Bien que les opinions personnelles sur le poids d’une signature électronique puissent varier, la loi a depuis évolué.
Gregory a cité une affaire survenue en Saskatchewan en 2017. Un homme blessé dans un accident de karting a déclaré qu'une renonciation numérique signée en cochant une case ne devrait pas dégager la société propriétaire du circuit de toute responsabilité. Le tribunal a statué que ce chèque était en réalité aussi valable qu'une signature manuscrite.
En 2024, la Cour du Banc du Roi de la Saskatchewan a confirmé une décision selon laquelle un émoji pouce levé confirmait un contrat entre deux entreprises agricoles. L'une des entreprises concernées a demandé à la Cour suprême du Canada de se prononcer sur cette décision ; on ignore si la Cour le fera.
Les jeunes se soucient-ils des signatures ?Filomena Cozzolino, 27 ans, a choisi de s'inspirer de sa grand-mère paternelle, avec qui elle partage son nom, pour créer sa signature.
« Quand j'avais peut-être 12 ou 13 ans, j'ai trouvé une de ses cartes d'identité et j'ai voulu essayer de copier sa signature », a déclaré l'étudiante en édition et en création littéraire au Sheridan College de Mississauga, en Ontario.
« Non seulement nous partageons un nom, mais nous pouvons partager nos signatures, puisqu'elle n'est plus là pour partager la sienne. »

Certains de ses camarades de classe avaient une approche plus professionnelle.
« En fait, mon écriture est très brouillonne, car je suis gauchère. Du coup, tout bave et… une fois que j'ai appris l'écriture cursive, j'ai suivi le mouvement », a déclaré Mikayla Nicholls, 28 ans.
Zainab Bakjsh, 24 ans, signe en arabe, ce qui, selon elle, est plus esthétique et plus facile à écrire qu'en anglais. Mais au-delà de cela, elle n'y prête pas beaucoup d'attention.
« C'est juste une signature. Quand j'ai besoin de faire quelque chose à la banque, ou comme renouveler ma carte santé, c'est probablement le seul moment où je signe », a-t-elle déclaré.
Boutique artisanale signatureMême si l'ère de la correspondance au stylo plume sur parchemin est révolue depuis longtemps, il existe encore une niche de personnes intéressées par l'utilisation de signatures comme un élément personnel - et même un marché si vous recherchez un professionnel pour en créer une pour vous.

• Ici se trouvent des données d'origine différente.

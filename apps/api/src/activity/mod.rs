pub mod buffer;
pub mod handlers;

use serde::Deserialize;
use serde_json::Value;

/// A client-reported activity event. Every field defaults so one malformed
/// event cannot fail the whole batch; validation filters instead.
#[derive(Debug, Clone, Deserialize)]
#[serde(rename_all = "camelCase")]
pub struct ActivityEvent {
    #[serde(default)]
    pub visitor_id: String,
    #[serde(default)]
    pub session_id: Option<String>,
    #[serde(default)]
    pub event: String,
    #[serde(default)]
    pub painting_id: Option<String>,
    #[serde(default)]
    pub position: Option<i32>,
    #[serde(default)]
    pub source: Option<String>,
    #[serde(default)]
    pub metadata: Option<Value>,
    /// Client-side epoch millis, if the client bothered to send one.
    #[serde(default)]
    pub timestamp: Option<i64>,
}

/// Drops events missing a visitor id or an event name.
pub fn filter_valid(events: Vec<ActivityEvent>) -> Vec<ActivityEvent> {
    events
        .into_iter()
        .filter(|e| !e.visitor_id.is_empty() && !e.event.is_empty())
        .collect()
}

#[cfg(test)]
mod tests {
    use super::*;

    fn event(visitor: &str, name: &str) -> ActivityEvent {
        ActivityEvent {
            visitor_id: visitor.to_string(),
            session_id: None,
            event: name.to_string(),
            painting_id: None,
            position: None,
            source: None,
            metadata: None,
            timestamp: None,
        }
    }

    #[test]
    fn test_filter_keeps_valid_events() {
        let valid = filter_valid(vec![event("v1", "view"), event("v2", "save")]);
        assert_eq!(valid.len(), 2);
    }

    #[test]
    fn test_filter_drops_missing_visitor_or_event() {
        let valid = filter_valid(vec![event("", "view"), event("v1", ""), event("v1", "view")]);
        assert_eq!(valid.len(), 1);
        assert_eq!(valid[0].visitor_id, "v1");
    }

    #[test]
    fn test_malformed_event_still_deserializes() {
        let e: ActivityEvent = serde_json::from_str(r#"{"paintingId": "p1"}"#).unwrap();
        assert!(e.visitor_id.is_empty());
        assert!(filter_valid(vec![e]).is_empty());
    }
}
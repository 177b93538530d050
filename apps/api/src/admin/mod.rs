pub mod deletion;
pub mod handlers;
pub mod importer;
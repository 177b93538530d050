use axum::Json;
use serde_json::{json, Value};

/// GET /health
/// Returns a simple status object with service version.
pub async fn health_handler() -> Json<Value> {
    Json(json!({
        "status": "ok",
        "version": env!("CARGO_PKG_VERSION"),
        "service": "artwall-api"
    }))
}
//! Style Selection Manager — validates a visitor's submitted style ids and
//! atomically replaces their prior selection set.
//!
//! Policy for partially-invalid submissions: proceed with whatever
//! validated (unknown ids are dropped). The response echoes the accepted
//! styles so clients can detect the drop. Only a list with zero known ids
//! is rejected.

use sqlx::PgPool;

use crate::errors::AppError;
use crate::models::style::HomeStyleRow;

/// A visitor may hold at most 3 simultaneous selections.
pub const MAX_STYLE_SELECTIONS: usize = 3;

/// Structural checks, enforced before any mutation. A rejected submission
/// must leave the visitor's prior selections untouched.
pub fn check_submission(style_ids: &[i32]) -> Result<(), AppError> {
    if style_ids.is_empty() {
        return Err(AppError::Validation("No style IDs provided".to_string()));
    }
    if style_ids.len() > MAX_STYLE_SELECTIONS {
        return Err(AppError::Validation(format!(
            "Maximum {MAX_STYLE_SELECTIONS} styles allowed"
        )));
    }
    Ok(())
}

/// Filters the submitted ids down to those present in the style catalog.
pub async fn validate_style_ids(
    pool: &PgPool,
    style_ids: &[i32],
) -> Result<Vec<HomeStyleRow>, AppError> {
    let valid = sqlx::query_as::<_, HomeStyleRow>(
        "SELECT id, name, name_en, image_url FROM home_styles WHERE id = ANY($1) ORDER BY id",
    )
    .bind(style_ids)
    .fetch_all(pool)
    .await?;

    if valid.is_empty() {
        return Err(AppError::Validation("Invalid style IDs".to_string()));
    }
    Ok(valid)
}

/// Replaces the visitor's selection set: ensure the preference row exists,
/// delete all existing selection rows, insert the new set. One transaction,
/// so the swap is atomic from the visitor's perspective.
pub async fn replace_selections(
    pool: &PgPool,
    visitor_id: &str,
    styles: &[HomeStyleRow],
) -> Result<(), AppError> {
    let style_ids: Vec<i32> = styles.iter().map(|s| s.id).collect();

    let mut tx = pool.begin().await?;

    sqlx::query(
        "INSERT INTO user_preferences (visitor_id) VALUES ($1) \
         ON CONFLICT (visitor_id) DO NOTHING",
    )
    .bind(visitor_id)
    .execute(&mut *tx)
    .await?;

    sqlx::query("DELETE FROM user_style_selections WHERE visitor_id = $1")
        .bind(visitor_id)
        .execute(&mut *tx)
        .await?;

    sqlx::query(
        "INSERT INTO user_style_selections (visitor_id, style_id, selected_at) \
         SELECT $1, t.style_id, NOW() FROM unnest($2::int4[]) AS t(style_id)",
    )
    .bind(visitor_id)
    .bind(&style_ids)
    .execute(&mut *tx)
    .await?;

    tx.commit().await?;
    Ok(())
}

#[cfg(test)]
mod tests {
    use super::*;

    #[test]
    fn test_empty_submission_rejected() {
        assert!(check_submission(&[]).is_err());
    }

    #[test]
    fn test_over_long_submission_rejected() {
        assert!(check_submission(&[1, 2, 3, 4]).is_err());
    }

    #[test]
    fn test_max_submission_accepted() {
        assert!(check_submission(&[1, 2, 3]).is_ok());
    }

    #[test]
    fn test_single_submission_accepted() {
        assert!(check_submission(&[7]).is_ok());
    }
}
//! Embedding provider — HTTP client for the CLIP sidecar service.
//!
//! The batch importer and the embedding backfill both go through the
//! `EmbeddingProvider` trait carried in `AppState`, so tests and future
//! backends can swap implementations without touching callers.

use async_trait::async_trait;
use serde::{Deserialize, Serialize};

use crate::errors::AppError;

/// Call sites are strictly sequential and there is no retry here: a failed
/// call is terminal for that one item (the batch loops record it and
/// continue).
#[async_trait]
pub trait EmbeddingProvider: Send + Sync {
    /// Maps an image URL to a fixed-length vector (512 dims for ViT-B/32).
    async fn embed_image_url(&self, image_url: &str) -> Result<Vec<f32>, AppError>;
}

#[derive(Debug, Serialize)]
#[serde(rename_all = "camelCase")]
struct EmbeddingRequest<'a> {
    image_url: &'a str,
}

#[derive(Debug, Deserialize)]
struct EmbeddingResponse {
    embedding: Vec<f32>,
    #[allow(dead_code)]
    dimensions: Option<usize>,
}

/// CLIP service client. A stalled call is bounded by the request timeout
/// rather than blocking its batch item forever.
#[derive(Clone)]
pub struct ClipEmbedder {
    client: reqwest::Client,
    base_url: String,
}

impl ClipEmbedder {
    pub fn new(base_url: String) -> Self {
        Self {
            client: reqwest::Client::builder()
                .timeout(std::time::Duration::from_secs(30))
                .build()
                .expect("Failed to build HTTP client"),
            base_url,
        }
    }
}

#[async_trait]
impl EmbeddingProvider for ClipEmbedder {
    async fn embed_image_url(&self, image_url: &str) -> Result<Vec<f32>, AppError> {
        let url = format!("{}/api/embedding", self.base_url);
        let response = self
            .client
            .post(&url)
            .json(&EmbeddingRequest { image_url })
            .send()
            .await
            .map_err(|e| AppError::Embedding(format!("request failed: {e}")))?;

        let status = response.status();
        if !status.is_success() {
            let body = response.text().await.unwrap_or_default();
            return Err(AppError::Embedding(format!(
                "CLIP service returned {status}: {body}"
            )));
        }

        let parsed: EmbeddingResponse = response
            .json()
            .await
            .map_err(|e| AppError::Embedding(format!("invalid response body: {e}")))?;

        if parsed.embedding.is_empty() {
            return Err(AppError::Embedding("empty embedding returned".to_string()));
        }

        Ok(parsed.embedding)
    }
}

« Je crois que votre signature est littéralement votre visage. Quelle que soit votre profession, vous pouvez impressionner votre entourage avec cette belle signature », a déclaré Elena Jovanovic, calligraphe en chef chez MySign Studio, basé en Floride.
L'entreprise crée des signatures personnalisées pour ses clients, proposant plusieurs styles d'écriture. Leurs calligraphes vous apprendront ensuite à les dessiner vous-même. Mais cela est payant : les services varient de 100 à 200 $ US.

« De nombreuses personnes à travers le monde créent leur première signature à l'adolescence et continuent de l'utiliser tout au long de leur vie. Généralement, ces signatures manquent de créativité et d'élégance », a déclaré Jovanovic.
Parfois, les clients demandent des effets artistiques particuliers, comme l'ajout d'un lion ou d'un papillon à la signature. D'autres demandes sont plus ésotériques.
Jovanovic se souvient d'un client qui a demandé à ce qu'on personnalise sa signature en introduisant un blasphème de quatre lettres dans son nom de famille - vraisemblablement uniquement pour la signature, et non dans le cadre d'un changement de nom légal.
« Et je me suis dit, pourquoi pas ? » a-t-elle dit.